FECHANDO A FALTA DE GÊNERO
A reivindicação escolhida pela Federação Internacional para promover o WorldWCR não parece nada apropriada. Não só por razões desportivas, como explicado acima, mas também por razões éticas. A verdadeira revolução é a normalidade, ou seja, a lacuna será verdadeiramente eliminada quando não houver mais necessidade de lembrá-la. Francesca Paoli, CEO da Paoli Spa, empresa de Reggio Emilia que fornece armas pneumáticas para pit stops para todas as equipes de Fórmula 1, explicou bem. “Aqui só há técnicos muito bons, independentemente do género, o problema estará resolvido quando já não me fizerem esta pergunta” ele explicou durante um painel sobre automobilismo realizado em Modena. O “conto” deste projeto, as suas implicações desportivas e sociais serão um ponto muito delicado para o sucesso comercial. A largada, porém, foi um gol contra.

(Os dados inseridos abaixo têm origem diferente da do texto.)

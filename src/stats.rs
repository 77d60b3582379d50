//! Rolling statistics over recorded rate samples.
//!
//! Two independently bounded histories are kept: the full reading history
//! (1000 samples) that feeds min/max/average and the stability score, and
//! the short display history (60 samples) used for charting and trends.

use std::collections::VecDeque;

/// Capacity of the full reading history.
pub const READING_HISTORY_CAPACITY: usize = 1000;

/// Capacity of the display history.
pub const DISPLAY_HISTORY_CAPACITY: usize = 60;

/// Number of most recent readings used for the stability score.
pub const STABILITY_WINDOW: usize = 100;

/// Fixed-capacity FIFO history of rate samples.
#[derive(Debug, Clone, PartialEq)]
pub struct RateHistory {
    samples: VecDeque<u32>,
    capacity: usize,
}

impl RateHistory {
    /// Create an empty history with a specific capacity.
    pub fn with_capacity(capacity: usize) -> Self {
        Self {
            samples: VecDeque::with_capacity(capacity),
            capacity,
        }
    }

    /// Append a sample, evicting the oldest one if the history is full.
    pub fn push(&mut self, rate: u32) {
        if self.samples.len() >= self.capacity {
            self.samples.pop_front();
        }
        self.samples.push_back(rate);
    }

    /// Rounded mean of the history, `None` when empty.
    pub fn rounded_mean(&self) -> Option<u32> {
        if self.samples.is_empty() {
            return None;
        }
        let sum: u64 = self.samples.iter().map(|&s| u64::from(s)).sum();
        let len = self.samples.len() as u64;
        // floor(sum / len + 0.5) in integer arithmetic
        Some(((2 * sum + len) / (2 * len)) as u32)
    }

    /// The last `n` samples in chronological order.
    pub fn tail(&self, n: usize) -> Vec<u32> {
        let skip = self.samples.len().saturating_sub(n);
        self.samples.iter().skip(skip).copied().collect()
    }

    /// All samples in chronological order.
    pub fn to_vec(&self) -> Vec<u32> {
        self.samples.iter().copied().collect()
    }

    /// Get an iterator over all samples, oldest first.
    pub fn iter(&self) -> impl Iterator<Item = &u32> {
        self.samples.iter()
    }

    /// Most recent sample.
    pub fn last(&self) -> Option<u32> {
        self.samples.back().copied()
    }

    pub fn len(&self) -> usize {
        self.samples.len()
    }

    pub fn is_empty(&self) -> bool {
        self.samples.is_empty()
    }

}

/// Aggregate rate statistics for the session.
#[derive(Debug, Clone, PartialEq)]
pub struct RollingStats {
    readings: RateHistory,
    display: RateHistory,
    max_rate: u32,
    /// `None` until the first sample arrives.
    min_rate: Option<u32>,
    avg_rate: u32,
}

impl RollingStats {
    pub fn new() -> Self {
        Self {
            readings: RateHistory::with_capacity(READING_HISTORY_CAPACITY),
            display: RateHistory::with_capacity(DISPLAY_HISTORY_CAPACITY),
            max_rate: 0,
            min_rate: None,
            avg_rate: 0,
        }
    }

    /// Record one rate sample.
    ///
    /// The average is recomputed over the whole bounded reading history on
    /// every call rather than maintained as a running sum.
    pub fn record_sample(&mut self, rate: u32) {
        self.readings.push(rate);

        self.max_rate = self.max_rate.max(rate);
        self.min_rate = Some(match self.min_rate {
            Some(min) => min.min(rate),
            None => rate,
        });

        if let Some(avg) = self.readings.rounded_mean() {
            self.avg_rate = avg;
        }

        self.display.push(rate);
    }

    /// Highest rate seen, 0 before any sample.
    pub fn max_rate(&self) -> u32 {
        self.max_rate
    }

    /// Lowest rate seen, with the "no samples yet" state reported as 0.
    pub fn min_rate(&self) -> u32 {
        self.min_rate.unwrap_or(0)
    }

    /// Lowest rate seen, `None` before any sample.
    pub fn min_rate_raw(&self) -> Option<u32> {
        self.min_rate
    }

    /// Rounded average over the reading history, 0 before any sample.
    pub fn avg_rate(&self) -> u32 {
        self.avg_rate
    }

    /// Full reading history (up to 1000 samples).
    pub fn readings(&self) -> &RateHistory {
        &self.readings
    }

    /// Display history (up to 60 samples).
    pub fn display_history(&self) -> &RateHistory {
        &self.display
    }

    /// The readings that feed the stability score.
    pub fn stability_window(&self) -> Vec<u32> {
        self.readings.tail(STABILITY_WINDOW)
    }

    /// Return to the initial sentinel state.
    pub fn reset(&mut self) {
        *self = Self::new();
    }
}

impl Default for RollingStats {
    fn default() -> Self {
        Self::new()
    }
}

“Mais do que fazer uma reflexão e opinar sobre isso”, começa Giulia Sormani, Diretora Técnica do Mestrado em Design de Estratégia Digital da Politécnica de Milão, a quem pedimos opinião, “tenho vontade de trazer uma pergunta para a mesa e dirigi-la aos designers e isto é: estamos a usar estas palavras porque a nossa intenção é realmente abrir a discussão e os olhos sobre a disparidade de género ou estamos a seguir uma tendência que só é útil para atingir um público?”
DE QUEM É O MUNDOWCR?
Para imaginar a parábola do desenvolvimento da série feminina, precisamos partir de uma pergunta: a quem pertence esse patrimônio? Nos próximos dois anos (2024 e 2025) o WorldWCR completará o programa WorldSuperbike. O nível superior de derivados pertence à Dorna SA (durante algumas semanas 86% detida pela gigante Liberty Media), mas é gerida pela WorldSBK Organization srl, uma empresa italiana. A marca WorldWCR, ou seja, todo o campeonato, pertence à Dorna SA, gestora do campeonato de MotoGP. Durante dois anos, as meninas serão “convidadas” do WorldSBK, mas o destino de 2026 será muito provavelmente adicionar o campeonato elétrico ao programa do MotoGP, juntamente com o MotoE. Sob esta estratégia, pode-se ver claramente a “mão” da Liberty Media, ex-diretor da F1. Mesmo nos carros, a partir de 2023, o campeonato feminino denominado F1 Academy será realizado em conjunto com alguns GPs das principais séries. As próprias equipes de F1 gerenciam as pilotos femininas na pista, como agora acontece no mundial de MotoE. Em 2026 o WoldWCR correrá em conjunto com a classe de topo e é concebível que cada uma das dez equipas de MotoGP também seja chamada a gerir uma estrutura de pilotos.
PRESENTE YAMAHA
A FIM e a Dorna encontraram o apoio da Yamaha que, através da sua filial europeia, fornecerá, gratuitamente, motos e peças sobressalentes às equipas que irão gerir as meninas. A YZF-R7, em configuração de estrada, é vendida ao público por cerca de 9700€. Assim, calculando também peças sobressalentes, desenvolvimentos e componentes especiais, pode-se imaginar que o investimento para o fornecimento técnico exclusivo pode ser estimado em 2-300 mil euros. Não se sabe se houve também uma contribuição económica de natureza mais publicitária e promocional da Yamaha. O empenho da Yamaha, por mais limitado que seja, permitirá à marca de diapasões não apenas promover um dos modelos emblemáticos do catálogo hiperesportivo. Mas também para vincular sua marca a um campeonato que está em fase de lançamento. Que tem perspectivas esportivas e mercadológicas a serem avaliadas.